GREG HOY: From Timbercorp to Great Southern, Storm Financial and many others, the past decade saw a debt-fuelled and financial planner-driven investment frenzy that ended in financial ruin for more than 100,000 Australians.

LUKE VOGEL, STORM INVESTOR: I know of people that actually took their own lives. I know of people that essentially went into catatonic states because they just couldn't cope, they didn't seek help early enough. People who have lost their houses, living in sheds.

GREG HOY: It was cases like these that caused the Labor Government to introduce the Future of Financial Advice reforms known as FOFA to end conflicted payments to financial planners and force them to act in their clients' best interest.

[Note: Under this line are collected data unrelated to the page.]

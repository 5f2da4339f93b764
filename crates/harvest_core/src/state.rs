use std::path::PathBuf;

use crate::view_model::AppViewModel;
use crate::RunOutcome;

/// Output directory used until the user picks one.
pub const DEFAULT_OUTPUT_DIR: &str = ".";

#[derive(Debug, Clone, Copy, PartialEq, Eq, Default)]
pub enum HarvestStage {
    #[default]
    Idle,
    FetchingMetadata,
    TraversingChapters,
    Paused,
    Completed,
    Failed,
}

#[derive(Debug, Clone, PartialEq, Eq)]
pub struct AppState {
    metadata_url: String,
    chapter_url: String,
    output_dir: String,
    stage: HarvestStage,
    running: bool,
    paused: bool,
    entries: usize,
    last_title: Option<String>,
    last_outcome: Option<RunOutcome>,
    last_document: Option<PathBuf>,
    dirty: bool,
}

impl Default for AppState {
    fn default() -> Self {
        Self {
            metadata_url: String::new(),
            chapter_url: String::new(),
            output_dir: DEFAULT_OUTPUT_DIR.to_string(),
            stage: HarvestStage::Idle,
            running: false,
            paused: false,
            entries: 0,
            last_title: None,
            last_outcome: None,
            last_document: None,
            dirty: false,
        }
    }
}

impl AppState {
    pub fn new() -> Self {
        Self::default()
    }

    pub fn view(&self) -> AppViewModel {
        AppViewModel {
            metadata_url: self.metadata_url.clone(),
            chapter_url: self.chapter_url.clone(),
            output_dir: self.output_dir.clone(),
            stage: self.stage,
            start_enabled: !self.running,
            pause_enabled: self.running,
            paused: self.paused,
            pause_label: if self.paused { "Resume" } else { "Pause" },
            entries: self.entries,
            chapters: self.entries.saturating_sub(1),
            last_title: self.last_title.clone(),
            last_outcome: self.last_outcome.clone(),
            last_document: self.last_document.clone(),
            dirty: self.dirty,
        }
    }

    /// Returns whether anything changed since the last call, and resets the flag.
    pub fn consume_dirty(&mut self) -> bool {
        std::mem::take(&mut self.dirty)
    }

    pub fn is_running(&self) -> bool {
        self.running
    }

    pub fn is_paused(&self) -> bool {
        self.paused
    }

    pub(crate) fn metadata_url(&self) -> &str {
        &self.metadata_url
    }

    pub(crate) fn chapter_url(&self) -> &str {
        &self.chapter_url
    }

    pub(crate) fn output_dir(&self) -> &str {
        &self.output_dir
    }

    pub(crate) fn entries(&self) -> usize {
        self.entries
    }

    pub(crate) fn set_metadata_url(&mut self, url: String) {
        self.metadata_url = url;
        self.mark_dirty();
    }

    pub(crate) fn set_chapter_url(&mut self, url: String) {
        self.chapter_url = url;
        self.mark_dirty();
    }

    pub(crate) fn set_output_dir(&mut self, dir: String) {
        self.output_dir = dir;
        self.mark_dirty();
    }

    pub(crate) fn begin_run(&mut self) {
        self.running = true;
        self.paused = false;
        self.entries = 0;
        self.last_title = None;
        self.last_outcome = None;
        self.stage = HarvestStage::FetchingMetadata;
        self.mark_dirty();
    }

    pub(crate) fn set_paused(&mut self, paused: bool) {
        self.paused = paused;
        self.mark_dirty();
    }

    pub(crate) fn set_stage(&mut self, stage: HarvestStage) {
        if self.stage != stage {
            self.stage = stage;
            self.mark_dirty();
        }
    }

    pub(crate) fn record_entry(&mut self, index: usize, title: String) {
        self.entries = self.entries.max(index + 1);
        self.last_title = Some(title);
        self.mark_dirty();
    }

    pub(crate) fn finish_run(&mut self, outcome: RunOutcome) {
        self.running = false;
        self.paused = false;
        self.stage = match outcome {
            RunOutcome::Completed { .. } => HarvestStage::Completed,
            RunOutcome::Failed { .. } => HarvestStage::Failed,
        };
        self.last_outcome = Some(outcome);
        self.mark_dirty();
    }

    pub(crate) fn set_last_document(&mut self, path: PathBuf) {
        self.last_document = Some(path);
        self.mark_dirty();
    }

    fn mark_dirty(&mut self) {
        self.dirty = true;
    }
}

Later, however, the new Abbott Government declared that the FOFA reforms would be wound back to again allow financial planners to be paid for talking up financial products. As requested by the banks who now control some 75 per cent of all financial planning in Australia.

STEPHEN MUNCHENBERG, CEO, AUSTRALIAN BANKING ASSN: There are broadly about making sure that staff in banks are able to recommend - not recommend - sorry I'll have to rephrase that because it's actually legally incorrect. Please don't
use that. Staff in branches are able to provide general information about products and that they have an incentive to provide general information about products.

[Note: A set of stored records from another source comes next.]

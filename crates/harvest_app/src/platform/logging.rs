//! Diagnostic logging for story_harvest.
//!
//! The console shows the harvest activity log; diagnostics go to a log file
//! by default so the two do not interleave.

use std::fs::File;
use std::path::Path;

use log::LevelFilter;
use simplelog::{
    ColorChoice, CombinedLogger, Config, ConfigBuilder, SharedLogger, TermLogger, TerminalMode,
    WriteLogger,
};

use super::config::{LogConfig, LogTarget};

/// Initialize the global logger from the `log` section of the configuration.
pub fn initialize(log_config: &LogConfig) {
    let level = LevelFilter::from(log_config.level);
    let config = build_config();

    let loggers: Vec<Box<dyn SharedLogger>> = match log_config.target {
        LogTarget::File => match create_file_logger(&log_config.file, level, config) {
            Some(file_logger) => vec![file_logger],
            None => return,
        },
        LogTarget::Terminal => vec![terminal_logger(level, config)],
        LogTarget::Both => {
            let mut loggers = vec![terminal_logger(level, config.clone())];
            if let Some(file_logger) = create_file_logger(&log_config.file, level, config) {
                loggers.push(file_logger);
            }
            loggers
        }
    };

    let _ = CombinedLogger::init(loggers);
}

fn build_config() -> Config {
    ConfigBuilder::new()
        .set_time_format_rfc3339()
        .set_target_level(LevelFilter::Error)
        .build()
}

// Diagnostics go to stderr; stdout carries the activity log.
fn terminal_logger(level: LevelFilter, config: Config) -> Box<dyn SharedLogger> {
    TermLogger::new(level, config, TerminalMode::Stderr, ColorChoice::Auto)
}

fn create_file_logger(path: &Path, level: LevelFilter, config: Config) -> Option<Box<dyn SharedLogger>> {
    match File::create(path) {
        Ok(file) => Some(WriteLogger::new(level, config, file)),
        Err(err) => {
            eprintln!("Warning: Could not create log file at {:?}: {}", path, err);
            None
        }
    }
}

NAOMI HALPERN: The Government is now trying to dilute the FOFA reforms and this is under pressure from the four major banks and of course they want them diluted so that financial advisers will push their products.

GREG HOY: The Government used its numbers on a Senate committee which last night gave the green light to the FOFA windback, despite warnings this could lead to a return of conflicted advice and rogue financial planners.

Compounding these concerns, the regulator, ASIC, the watchdog for financial planners, just had its funding slashed in the Budget by $120 million and more than 200 staff.

IAN RAMSAY, PROF, UNIV OF MELBOURNE: If in fact, as a combination of reduced resources and strong protections being wound back, we see more failures, we see poor financial advice continue to be given that has significant consequences, sometimes impoverishing the receivers of that financial advice then I think ASIC's inevitably going to be suffering increased criticism and quite ironically I suspect some of that criticism will come from politicians.

PETER COLLINS, CHAIR, INDUSTRY SUPER NETWORK: People really need to understand what's going on here. If you take $120 million out of the Budget of the regulator, their ability to investigate, to provide the right sort of supervision, to ensure that safeguards are being kept, if those things go, it's going to mean that people are going to lose their savings.

Today marked the deadline for Peter Holt's Timbercorp victims and others to either repay the ANZ bank or face losing their homes.

MEREDITH BYRNE: The situation is critical, is crucial. You know people are going to lose their homes. There's 300 of us that are going to lose our homes.

GREG HOY: The ANZ says it will show some tolerance to those who pay late but the banks are not letting investors off the hook.

STEPHEN MUNCHENBERG: There's always risk associated with investments and you know where there are situations where customers have got into difficulty, we will often work through some sort of settlement with those customers as well.

GREG HOY: Peter Holt's victims and hundreds of others have been offered a 15 per cent discount on debts by the ANZ through Timbercorp's liquidators, but only on condition they don't sue financial planners - angering victims.

MEREDITH BYRNE: It smells. It stinks.

IAN BYRNE: Seems like they're pretty tight, seems like they're good buddies.

MEREDITH BYRNE: Collusion, it's got collusion written all over it.

GREG HOY: The Government has told 7:30 it remains committed to changing these reforms.

MARK WALTER: The idea is a great worry. I think the protections are well considered, there was a long process to put them in place and they should stay there.

PETER COLLINS: It's almost the perfect storm. It is something that the Government should think very carefully about and I'm making a genuine pitch to the Government to think about this very carefully.

SARAH FERGUSON: Greg Hoy with that report.